My face, my back burns; my stomach twists and my throat is seared.
When it's over, I pull myself off my knees and onto the closed lid. The automatic flush of the water allows me a moment to reset. I let the swimming sensation in my own head drain away.
After the water flows, I sit up, fully in charge of my own body once more now that I have discharged the poison that ailed it. My insides are more settled, my vision is clearer, my senses reawakening from their dull drunk slumber.
I emerge from the cubicle a new woman, and splash my face vigorously with water from the tap. Only once I have wiped my eyes clean and patted dry my skin do I look at my reflection.
Yes. This bathroom. This mirror.
Perhaps safe to say it is not this mirror, as that mirror shattered under the force of conjoined biotic orgasms.
I laugh.
What other sane response is there?
I avail myself of the strong mints from the complimentary toiletries as I study myself again, noting the pink colour coming back to my cheeks.
Tonight will end in tears, or confusion, or mistakes that cannot be undone.
This is where I get off.
As I emerge from the bathroom, a Batarian approaches. He holds his wrist aloft and taps twice, and points at my wrist.

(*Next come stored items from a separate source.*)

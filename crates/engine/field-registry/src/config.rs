use std::{str::FromStr, time::Duration};

use crate::Middleware;

#[derive(Clone, Debug, Default, PartialEq, serde::Deserialize)]
#[serde(default, deny_unknown_fields)]
pub struct Config {
    /// Settings applied when resolving fields
    pub resolution: ResolutionConfig,
}

#[derive(Clone, Debug, Default, PartialEq, serde::Deserialize)]
#[serde(default, deny_unknown_fields)]
pub struct ResolutionConfig {
    /// Upper bound for running the whole middleware chain of one field. No limit by default.
    #[serde(deserialize_with = "duration_str::deserialize_option_duration")]
    pub timeout: Option<Duration>,
}

impl FromStr for Config {
    type Err = toml::de::Error;

    fn from_str(input: &str) -> Result<Self, Self::Err> {
        toml::from_str(input)
    }
}

/// Schema-wide settings shared by the default binder and every resolution.
#[derive(Clone, Debug, Default)]
pub struct SchemaSettings {
    pub config: Config,
    custom_default_resolver: Option<Middleware>,
}

impl SchemaSettings {
    pub fn new(config: Config) -> Self {
        SchemaSettings {
            config,
            custom_default_resolver: None,
        }
    }

    /// Resolver used instead of the system default for fields without explicit middleware.
    #[must_use]
    pub fn with_custom_default_resolver(mut self, resolver: impl Into<Middleware>) -> Self {
        self.custom_default_resolver = Some(resolver.into());
        self
    }

    pub fn custom_default_resolver(&self) -> Option<&Middleware> {
        self.custom_default_resolver.as_ref()
    }

    pub fn resolution_timeout(&self) -> Option<Duration> {
        self.config.resolution.timeout
    }
}

#[cfg(test)]
mod tests {
    use indoc::indoc;

    use super::*;

    #[test]
    fn defaults() {
        let config: Config = "".parse().unwrap();

        assert_eq!(config, Config::default());
        assert_eq!(None, config.resolution.timeout);
    }

    #[test]
    fn resolution_timeout() {
        let input = indoc! {r#"
            [resolution]
            timeout = "1500ms"
        "#};

        let config: Config = input.parse().unwrap();

        assert_eq!(Some(Duration::from_millis(1500)), config.resolution.timeout);
        assert_eq!(
            Some(Duration::from_millis(1500)),
            SchemaSettings::new(config).resolution_timeout()
        );
    }

    #[test]
    fn unknown_keys_are_rejected() {
        let input = indoc! {r#"
            [resolution]
            timeout = "1s"
            retries = 3
        "#};

        let error = input.parse::<Config>().unwrap_err();

        insta::assert_snapshot!(error.to_string(), @r###"
        TOML parse error at line 3, column 1
          |
        3 | retries = 3
          | ^^^^^^^
        unknown field `retries`, expected `timeout`
        "###);
    }
}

I don't recognise him as a regular goon, but I do note the security insignia on his shoulder.
I check my omni-tool to see a new message from sender: .

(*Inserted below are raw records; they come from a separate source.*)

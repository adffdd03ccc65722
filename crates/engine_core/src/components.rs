//! Common components shared by the physics, flight and camera systems.

use crate::transform::Transform;
use glam::Vec3;

/// Linear and angular velocity of a moving body.
#[derive(Debug, Clone, Copy, Default, PartialEq)]
pub struct Velocity {
    pub linear: Vec3,
    pub angular: Vec3,
}

impl Velocity {
    pub fn new(linear: Vec3) -> Self {
        Self {
            linear,
            angular: Vec3::ZERO,
        }
    }

    pub fn with_angular(linear: Vec3, angular: Vec3) -> Self {
        Self { linear, angular }
    }
}

/// Snapshot of a rigid body after integration: where it is and how it moves.
///
/// Produced by the physics world once per tick; read by the camera rig and telemetry.
#[derive(Debug, Clone, Copy, Default, PartialEq)]
pub struct BodyPose {
    pub transform: Transform,
    pub velocity: Velocity,
}

impl BodyPose {
    pub fn new(transform: Transform, velocity: Velocity) -> Self {
        Self { transform, velocity }
    }

    pub fn position(&self) -> Vec3 {
        self.transform.position
    }

    /// Height above the world origin plane.
    pub fn altitude(&self) -> f32 {
        self.transform.position.y
    }

    /// Magnitude of linear velocity.
    pub fn speed(&self) -> f32 {
        self.velocity.linear.length()
    }

    pub fn vertical_speed(&self) -> f32 {
        self.velocity.linear.y
    }
}

#[cfg(test)]
mod tests {
    use super::*;

    #[test]
    fn pose_telemetry() {
        let pose = BodyPose::new(
            Transform::from_position(Vec3::new(1.0, 4.5, 2.0)),
            Velocity::new(Vec3::new(3.0, -4.0, 0.0)),
        );
        assert_eq!(pose.altitude(), 4.5);
        assert!((pose.speed() - 5.0).abs() < 1e-6);
        assert_eq!(pose.vertical_speed(), -4.0);
    }
}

"Know this: When you are in my lair I see you, even in absentia."
No sign off, but it's clear from whom it originates.
"Out," the Batarian commands, a thumb jabbed over his shoulder towards the exit.
My first reaction is to be a little pissed. I had already decided that I was going, but now I have the ignominy of being thrown out of a shithole.
However, I hold my tongue and look at the message on my omni-tool again.
Is she monitoring me via her lackeys, or via cams? If it's camera, I'd like to know which one to give the finger to. Theoretically.
Aria wouldn't waste her time watching vid-feeds unless she wanted to. Maybe she cares. Or maybe it's the insult of seeing me drunkenly dance with my ex in her club that requires action. Is it spite, or pride, or love?
I look back up at the Batarian and can see his patience is running out, and he's close to the 'physically removing me from the premises' part.
It's only me the removal order is addressed to and I don't want to ruin the night for the rest of the group. I go quietly, not so much as letting them know of my ejection to avoid escalating the situation. There are still good dancing hours to be had, albeit someone else will need to hold Tali up.
My feet shuffle from side to side in the slow taxi-rank to keep from falling asleep. Traffic is slow moving tonight as I watch the sky-cab I've ordered on the mini-map on my omni-tool.
I don't do that well staying up late without adrenaline (due to violence or sex, really), and continue to stitch together the evening in my partially sobering mind as I wait.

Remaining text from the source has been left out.